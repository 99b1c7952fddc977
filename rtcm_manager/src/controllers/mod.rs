//! Built-in controllers.
//!
//! - [`JointStateController`] - read-only, samples joint state at a fixed rate
//! - [`JointPositionController`] - forwards position setpoints
//! - [`JointVelocityController`] - forwards velocity setpoints

mod forward_command;
mod joint_state;

pub use forward_command::{ForwardCommandController, JointPositionController, JointVelocityController};
pub use joint_state::{JointSample, JointStateController};
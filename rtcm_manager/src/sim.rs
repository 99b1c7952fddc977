//! Simulated robot hardware.
//!
//! Every configured joint is exposed through `JointState` plus each of its
//! supported command modes. The modes share one command cell; which one is
//! interpreted is decided by the last committed switch:
//!
//! - `Position`: first-order lag towards the command (`position_time_constant`,
//!   0 = ideal tracking)
//! - `Velocity`: command integrated into position
//! - `Effort`: command mirrored into the effort reading, joint holds still
//!
//! `prepare_switch` refuses a switch that would have two starters command
//! the same joint, or command a joint through a mode it does not support.
//! A starter may take a joint over from its previous owner: exclusivity
//! between running controllers is the claim registry's job, and an owner
//! forced to stop by a runtime fault never appears in a stop list.

use rtcm_common::hardware::{HardwareInterfaces, JointHandle, RobotHardware};
use rtcm_common::types::{ControllerInfo, InterfaceKind};
use serde::{Deserialize, Serialize};
use std::collections::{BTreeMap, BTreeSet};
use std::time::{Duration, Instant};
use tracing::{debug, info, warn};

fn default_modes() -> Vec<InterfaceKind> {
    vec![InterfaceKind::Position, InterfaceKind::Velocity]
}

/// One simulated joint.
#[derive(Debug, Clone, PartialEq, Serialize, Deserialize)]
pub struct SimJointConfig {
    /// Joint (resource) name.
    pub name: String,
    /// Supported command modes.
    #[serde(default = "default_modes")]
    pub modes: Vec<InterfaceKind>,
    /// Position at startup.
    #[serde(default)]
    pub initial_position: f64,
}

impl SimJointConfig {
    pub fn new(name: impl Into<String>) -> Self {
        Self {
            name: name.into(),
            modes: default_modes(),
            initial_position: 0.0,
        }
    }
}

/// `[hardware]` section.
#[derive(Debug, Clone, Default, PartialEq, Serialize, Deserialize)]
pub struct SimHardwareConfig {
    #[serde(default)]
    pub joints: Vec<SimJointConfig>,
    /// Position-mode lag time constant [s].
    #[serde(default)]
    pub position_time_constant: f64,
}

struct SimJoint {
    modes: Vec<InterfaceKind>,
    handle: JointHandle,
    /// Active command mode and owning controller.
    owner: Option<(String, InterfaceKind)>,
    /// Command captured by the last `write`.
    latched: f64,
    position: f64,
}

/// Software joint model implementing [`RobotHardware`].
pub struct SimHardware {
    joints: BTreeMap<String, SimJoint>,
    time_constant: f64,
}

impl SimHardware {
    pub fn new(config: &SimHardwareConfig) -> Self {
        let joints = config
            .joints
            .iter()
            .map(|j| {
                let joint = SimJoint {
                    modes: j.modes.iter().copied().filter(|m| m.is_command()).collect(),
                    handle: JointHandle::with_position(&j.name, j.initial_position),
                    owner: None,
                    latched: 0.0,
                    position: j.initial_position,
                };
                (j.name.clone(), joint)
            })
            .collect();
        info!(joints = config.joints.len(), "Simulated hardware created");
        Self {
            joints,
            time_constant: config.position_time_constant.max(0.0),
        }
    }

    /// Active command mode of `joint`.
    pub fn mode(&self, joint: &str) -> Option<InterfaceKind> {
        self.joints
            .get(joint)
            .and_then(|j| j.owner.as_ref())
            .map(|(_, mode)| *mode)
    }

    /// Ownership after a switch, or the first reason it is impossible.
    fn plan_owners(
        &self,
        stop: &[ControllerInfo],
        start: &[ControllerInfo],
    ) -> Result<BTreeMap<String, (String, InterfaceKind)>, String> {
        let mut owners: BTreeMap<String, (String, InterfaceKind)> = self
            .joints
            .iter()
            .filter_map(|(name, j)| j.owner.clone().map(|o| (name.clone(), o)))
            .filter(|(_, (controller, _))| !stop.iter().any(|s| &s.name == controller))
            .collect();

        let mut assigned = BTreeSet::new();
        for starter in start {
            for group in starter.claimed.interfaces() {
                for resource in &group.resources {
                    let Some(joint) = self.joints.get(resource) else {
                        return Err(format!("unknown joint '{resource}'"));
                    };
                    if !joint.modes.contains(&group.interface) {
                        return Err(format!(
                            "joint '{resource}' has no {} mode",
                            group.interface
                        ));
                    }
                    if !assigned.insert(resource.as_str()) {
                        if let Some((other, mode)) = owners.get(resource) {
                            return Err(format!(
                                "joint '{resource}' already commanded by '{other}' through {mode}"
                            ));
                        }
                    }
                    owners.insert(resource.clone(), (starter.name.clone(), group.interface));
                }
            }
        }
        Ok(owners)
    }
}

impl RobotHardware for SimHardware {
    fn name(&self) -> &str {
        "simulation"
    }

    fn interfaces(&self) -> HardwareInterfaces {
        let mut interfaces = HardwareInterfaces::new();
        for joint in self.joints.values() {
            interfaces.register(InterfaceKind::JointState, joint.handle.clone());
            for mode in &joint.modes {
                interfaces.register(*mode, joint.handle.clone());
            }
        }
        interfaces
    }

    fn prepare_switch(&mut self, stop: &[ControllerInfo], start: &[ControllerInfo]) -> bool {
        match self.plan_owners(stop, start) {
            Ok(_) => true,
            Err(reason) => {
                warn!(%reason, "Simulated hardware refused switch");
                false
            }
        }
    }

    fn do_switch(&mut self, stop: &[ControllerInfo], start: &[ControllerInfo]) {
        let Ok(mut owners) = self.plan_owners(stop, start) else {
            return;
        };
        for (name, joint) in &mut self.joints {
            let owner = owners.remove(name);
            if owner.as_ref().map(|o| o.1) != joint.owner.as_ref().map(|o| o.1) {
                debug!(joint = %name, mode = ?owner.as_ref().map(|o| o.1), "Joint mode changed");
                // Hold still until the new owner writes a command.
                joint.latched = match owner {
                    Some((_, InterfaceKind::Position)) => joint.position,
                    _ => 0.0,
                };
            }
            joint.owner = owner;
        }
    }

    fn read(&mut self, _now: Instant, period: Duration) {
        let dt = period.as_secs_f64();
        for joint in self.joints.values_mut() {
            let previous = joint.position;
            let mut effort = 0.0;
            match joint.owner.as_ref().map(|o| o.1) {
                Some(InterfaceKind::Position) => {
                    let alpha = if self.time_constant > 0.0 {
                        dt / (self.time_constant + dt)
                    } else {
                        1.0
                    };
                    joint.position += alpha * (joint.latched - joint.position);
                }
                Some(InterfaceKind::Velocity) => joint.position += joint.latched * dt,
                Some(InterfaceKind::Effort) => effort = joint.latched,
                Some(InterfaceKind::JointState) | None => {}
            }
            let velocity = if dt > 0.0 {
                (joint.position - previous) / dt
            } else {
                0.0
            };
            joint.handle.set_state(joint.position, velocity, effort);
        }
    }

    fn write(&mut self, _now: Instant, _period: Duration) {
        for joint in self.joints.values_mut() {
            if joint.owner.is_some() {
                joint.latched = joint.handle.command();
            }
        }
    }
}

--- Problem to solve ---
In the entries above, how many lines include the word "controllers"? Only the number should be given.

--- Reply to the exercise ---
3